Golf's First World Distance Debate Seems Silly In A Very Different Way
/I opened up Mike Stachura’s Golf Digest story titled, “The distance resistance”, and couldn’t help but notice the editor’s note: “This article appeared in our latest issue, which went to print in the early stages of the coronavirus outbreak in the U.S.”
In light of thousands of tragic deaths in just weeks, the specter of a massive economic downturn, and uncertainty about what tomorrow will bring, worrying about driving distance seems so…silly.
But more than the absurdity, reading some pre-March 2020 concerns you feel teh undercurrent of distrust of authorities (even if the R&A and USGA are seen as thinking of golf’s long-term viability). The story also hints at the marketplace’s determination to protect the right to spend $600 to pick up 6-yards, no matter the damage done.
That’s why it was a shrewd editor’s note.
Whenever a form of normalcy returns, the excessive weight given to views on distance will all seem so insignificant. Just as there will be a heightened expectation for authorities and companies to be better prepared in the future, it’s not unreasonable to think a similar sentiment will persist in sports.
While there will always be golfers eager to spend $600 on a driver merely to keep up with someone else, even more will find all of that to be of such secondary importance.
Stachura writes:
That future will be about this push and pull between maintaining a connection to golf’s past and embracing the realities of its future participants. The questions we need to ask now are: Would 400-yard drives at a tour event be a tragedy? Would this signal that golf’s connection with its historic championship venues had been severed? Will the cartoonish swing speeds of today’s long-drive competitors become the standard for tomorrow’s PGA Tour players? Would the bond between golf’s elite players and its paying customers be broken or heightened by extraordinary driving distances?

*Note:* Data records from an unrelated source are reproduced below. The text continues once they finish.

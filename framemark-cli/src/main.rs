//! Framemark CLI - tamper-evident watermarks for video frame sequences.

use std::path::PathBuf;

use anyhow::Result;
use clap::{ArgAction, Parser, Subcommand};
use colored::Colorize;
use framemark_core::HashAlgorithm;
use tracing_subscriber::EnvFilter;

mod commands;
mod exit_codes;
mod utils;

use commands::embed::EmbedArgs;
use commands::extract::ExtractArgs;
use commands::verify::VerifyArgs;
use exit_codes::ExitCode;

const EXIT_CODES_HELP: &str = "\
Exit codes:
  0   Success (verify: no tampered frames)
  1   General error
  64  Usage error (invalid arguments, missing key)
  65  Tampered frames detected or no watermark found
  66  Input frames cannot be read
  74  Output frames cannot be written

Environment:
  FRAMEMARK_SECRET_KEY  Secret key when --key-file is not given
  RUST_LOG              Log filter (overrides -v)";

#[derive(Parser)]
#[command(name = "framemark")]
#[command(author, version, about = "Tamper-evident watermarks for video frames", long_about = None)]
#[command(after_help = EXIT_CODES_HELP)]
struct Cli {
    /// Only print essential output
    #[arg(short, long, global = true)]
    quiet: bool,

    /// Increase log verbosity (-v info, -vv debug)
    #[arg(short, long, global = true, action = ArgAction::Count)]
    verbose: u8,

    #[command(subcommand)]
    command: Commands,
}

#[derive(Subcommand)]
enum Commands {
    /// Embed "<text>|<auth code>" into every frame of an image sequence
    Embed {
        /// Directory of input frames (png, jpg)
        #[arg(value_name = "INPUT_DIR")]
        input: PathBuf,

        /// Directory to write watermarked PNG frames to
        #[arg(value_name = "OUTPUT_DIR")]
        output: PathBuf,

        /// Watermark text (must not contain '|')
        #[arg(short, long)]
        text: String,

        /// Embedding strength passed to the codec
        #[arg(long)]
        strength: Option<f32>,

        /// Auth code length in hex characters (1-64)
        #[arg(long)]
        auth_len: Option<usize>,

        /// Frames processed per batch
        #[arg(long)]
        batch_size: Option<usize>,

        /// File containing the secret key
        #[arg(short, long, value_name = "FILE")]
        key_file: Option<PathBuf>,
    },

    /// Check sampled frames for tampering
    Verify {
        /// Directory of watermarked frames
        #[arg(value_name = "DIR")]
        input: PathBuf,

        /// Watermark text that was embedded
        #[arg(short, long, required_unless_present = "text_len", conflicts_with = "text_len")]
        text: Option<String>,

        /// Length in bytes of the embedded watermark text
        #[arg(long)]
        text_len: Option<usize>,

        /// Verify every N-th frame, starting at frame 0
        #[arg(short, long)]
        stride: Option<u64>,

        /// Auth code length in hex characters (must match embedding)
        #[arg(long)]
        auth_len: Option<usize>,

        /// File containing the secret key
        #[arg(short, long, value_name = "FILE")]
        key_file: Option<PathBuf>,

        /// Ignore payloads without a delimiter instead of reporting them
        #[arg(long)]
        lenient: bool,

        /// Print the tamper report as JSON
        #[arg(long)]
        json: bool,
    },

    /// Recover the watermark by majority vote over sampled frames
    Extract {
        /// Directory of watermarked frames
        #[arg(value_name = "DIR")]
        input: PathBuf,

        /// Expected watermark text (only its length is used)
        #[arg(short, long, required_unless_present = "text_len", conflicts_with = "text_len")]
        text: Option<String>,

        /// Length in bytes of the embedded watermark text
        #[arg(long)]
        text_len: Option<usize>,

        /// Read every N-th frame, starting at frame 0
        #[arg(short, long)]
        stride: Option<u64>,

        /// Auth code length in hex characters (must match embedding)
        #[arg(long)]
        auth_len: Option<usize>,

        /// Stop after this many successful extractions
        #[arg(long)]
        max_votes: Option<usize>,

        /// Print the result as JSON
        #[arg(long)]
        json: bool,
    },

    /// Print perceptual fingerprints of images
    Fingerprint {
        /// Image files; distances are relative to the first one
        #[arg(value_name = "IMAGE", required = true)]
        images: Vec<PathBuf>,

        /// Hash algorithm (phash, mean, gradient, blockhash)
        #[arg(short, long, default_value = "phash")]
        algorithm: HashAlgorithm,
    },

    /// Show frame count, dimensions and payload capacity of a sequence
    Info {
        /// Directory of frames
        #[arg(value_name = "DIR")]
        input: PathBuf,

        /// Print as JSON
        #[arg(long)]
        json: bool,
    },
}

fn init_tracing(verbose: u8, quiet: bool) {
    let default_level = match (quiet, verbose) {
        (true, _) => "error",
        (false, 0) => "warn",
        (false, 1) => "info",
        (false, _) => "debug",
    };
    let filter =
        EnvFilter::try_from_default_env().unwrap_or_else(|_| EnvFilter::new(default_level));

    tracing_subscriber::fmt()
        .with_env_filter(filter)
        .with_writer(std::io::stderr)
        .with_target(false)
        .init();
}

fn run(command: Commands, quiet: bool) -> Result<()> {
    match command {
        Commands::Embed {
            input,
            output,
            text,
            strength,
            auth_len,
            batch_size,
            key_file,
        } => commands::embed::execute(
            EmbedArgs {
                input,
                output,
                text,
                strength,
                auth_len,
                batch_size,
                key_file,
            },
            quiet,
        ),
        Commands::Verify {
            input,
            text,
            text_len,
            stride,
            auth_len,
            key_file,
            lenient,
            json,
        } => commands::verify::execute(
            VerifyArgs {
                input,
                text,
                text_len,
                stride,
                auth_len,
                key_file,
                lenient,
                json,
            },
            quiet,
        ),
        Commands::Extract {
            input,
            text,
            text_len,
            stride,
            auth_len,
            max_votes,
            json,
        } => commands::extract::execute(
            ExtractArgs {
                input,
                text,
                text_len,
                stride,
                auth_len,
                max_votes,
                json,
            },
            quiet,
        ),
        Commands::Fingerprint { images, algorithm } => {
            commands::fingerprint::execute(images, algorithm, quiet)
        }
        Commands::Info { input, json } => commands::info::execute(input, json),
    }
}

fn main() {
    let cli = match Cli::try_parse() {
        Ok(cli) => cli,
        Err(err) => {
            // --help and --version go to stdout and succeed
            let code = if err.use_stderr() {
                exit_codes::USAGE_ERROR
            } else {
                exit_codes::SUCCESS
            };
            let _ = err.print();
            std::process::exit(code);
        }
    };

    init_tracing(cli.verbose, cli.quiet);

    if let Err(err) = run(cli.command, cli.quiet) {
        let exit = ExitCode::from_anyhow(&err);
        if let Some(message) = exit.message {
            eprintln!("{} {}", "Error:".red().bold(), message);
        }
        std::process::exit(exit.code);
    }
}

The days of worrying about the answers already seems long gone.
Shrewd editor’s note.
The “authorities” in all sectors will be expected to do what’s best for the long term good. Including in sports and in golf.

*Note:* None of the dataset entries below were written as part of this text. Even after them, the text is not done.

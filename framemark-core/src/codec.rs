//! Watermark codecs: the capability that actually hides a string in pixels.
//!
//! The payload protocol does not care how bits are hidden. Anything that can
//! `embed` a string into a frame and later `extract` a string of a known
//! length plugs in through [`WatermarkCodec`].

use std::sync::Arc;

use crate::error::CodecError;
use crate::frame::{Frame, CHANNELS};

/// Hide and recover text inside frame pixels.
///
/// Implementations must be thread-safe (`Send + Sync`); embedding may run
/// frames of one batch on several threads.
pub trait WatermarkCodec: Send + Sync {
    /// Return a copy of `frame` carrying `text`. `strength` is the embedding
    /// intensity; its scale is codec specific.
    fn embed(&self, frame: &Frame, text: &str, strength: f32) -> Result<Frame, CodecError>;

    /// Recover `len` bytes of text from `frame`.
    fn extract(&self, frame: &Frame, len: usize) -> Result<String, CodecError>;
}

impl<C: WatermarkCodec + ?Sized> WatermarkCodec for &C {
    fn embed(&self, frame: &Frame, text: &str, strength: f32) -> Result<Frame, CodecError> {
        (**self).embed(frame, text, strength)
    }

    fn extract(&self, frame: &Frame, len: usize) -> Result<String, CodecError> {
        (**self).extract(frame, len)
    }
}

impl<C: WatermarkCodec + ?Sized> WatermarkCodec for Box<C> {
    fn embed(&self, frame: &Frame, text: &str, strength: f32) -> Result<Frame, CodecError> {
        (**self).embed(frame, text, strength)
    }

    fn extract(&self, frame: &Frame, len: usize) -> Result<String, CodecError> {
        (**self).extract(frame, len)
    }
}

impl<C: WatermarkCodec + ?Sized> WatermarkCodec for Arc<C> {
    fn embed(&self, frame: &Frame, text: &str, strength: f32) -> Result<Frame, CodecError> {
        (**self).embed(frame, text, strength)
    }

    fn extract(&self, frame: &Frame, len: usize) -> Result<String, CodecError> {
        (**self).extract(frame, len)
    }
}

/// Offset of the blue channel inside an RGB pixel.
const BLUE: usize = 2;

/// Spatial least-significant-bit codec.
///
/// Text bytes are written MSB first, one bit per pixel, into the least
/// significant bit of the blue channel, in raster order from pixel (0, 0).
/// A frame holds `width * height / 8` bytes.
///
/// The marks are only as durable as the container: lossless frames (PNG)
/// keep them, lossy re-encoding destroys them, which verification then
/// reports as tampering. LSB embedding has a single intensity, so `strength`
/// is only checked for being a positive finite number.
#[derive(Debug, Clone, Copy, Default)]
pub struct LsbCodec;

impl LsbCodec {
    pub fn new() -> Self {
        Self
    }

    /// Bytes of text a frame can carry.
    pub fn capacity(frame: &Frame) -> usize {
        frame.pixel_count() / 8
    }
}

impl WatermarkCodec for LsbCodec {
    fn embed(&self, frame: &Frame, text: &str, strength: f32) -> Result<Frame, CodecError> {
        if !strength.is_finite() || strength <= 0.0 {
            return Err(CodecError::Other(format!(
                "strength must be a positive finite number, got {strength}"
            )));
        }

        let bytes = text.as_bytes();
        let capacity = Self::capacity(frame);
        if bytes.len() > capacity {
            return Err(CodecError::Capacity {
                needed: bytes.len(),
                capacity,
            });
        }

        let mut pixels = frame.pixels().to_vec();
        let bits = bytes
            .iter()
            .flat_map(|&byte| (0..8u32).rev().map(move |shift| (byte >> shift) & 1));
        for (pixel, bit) in pixels.chunks_exact_mut(CHANNELS).zip(bits) {
            pixel[BLUE] = (pixel[BLUE] & !1) | bit;
        }

        Ok(frame.with_pixels(pixels)?)
    }

    fn extract(&self, frame: &Frame, len: usize) -> Result<String, CodecError> {
        let capacity = Self::capacity(frame);
        if len > capacity {
            return Err(CodecError::Capacity {
                needed: len,
                capacity,
            });
        }

        let bytes: Vec<u8> = frame
            .pixels()
            .chunks_exact(CHANNELS)
            .take(len * 8)
            .map(|pixel| pixel[BLUE] & 1)
            .collect::<Vec<u8>>()
            .chunks_exact(8)
            .map(|bits| bits.iter().fold(0u8, |byte, bit| (byte << 1) | bit))
            .collect();

        String::from_utf8(bytes).map_err(|_| CodecError::InvalidUtf8)
    }
}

Just a few weeks time, certain values held up as vital to golf’s future now seem trivial, particularly the idea that people play golf to see how far they can hit the ball or watch golf for the distance chases.
Given that every golfer current deprived of golf just wants to be out playing again, how far their drives fly seems like an excess of negligible importance. The short and long term viability of courses was, is and will be all that matters.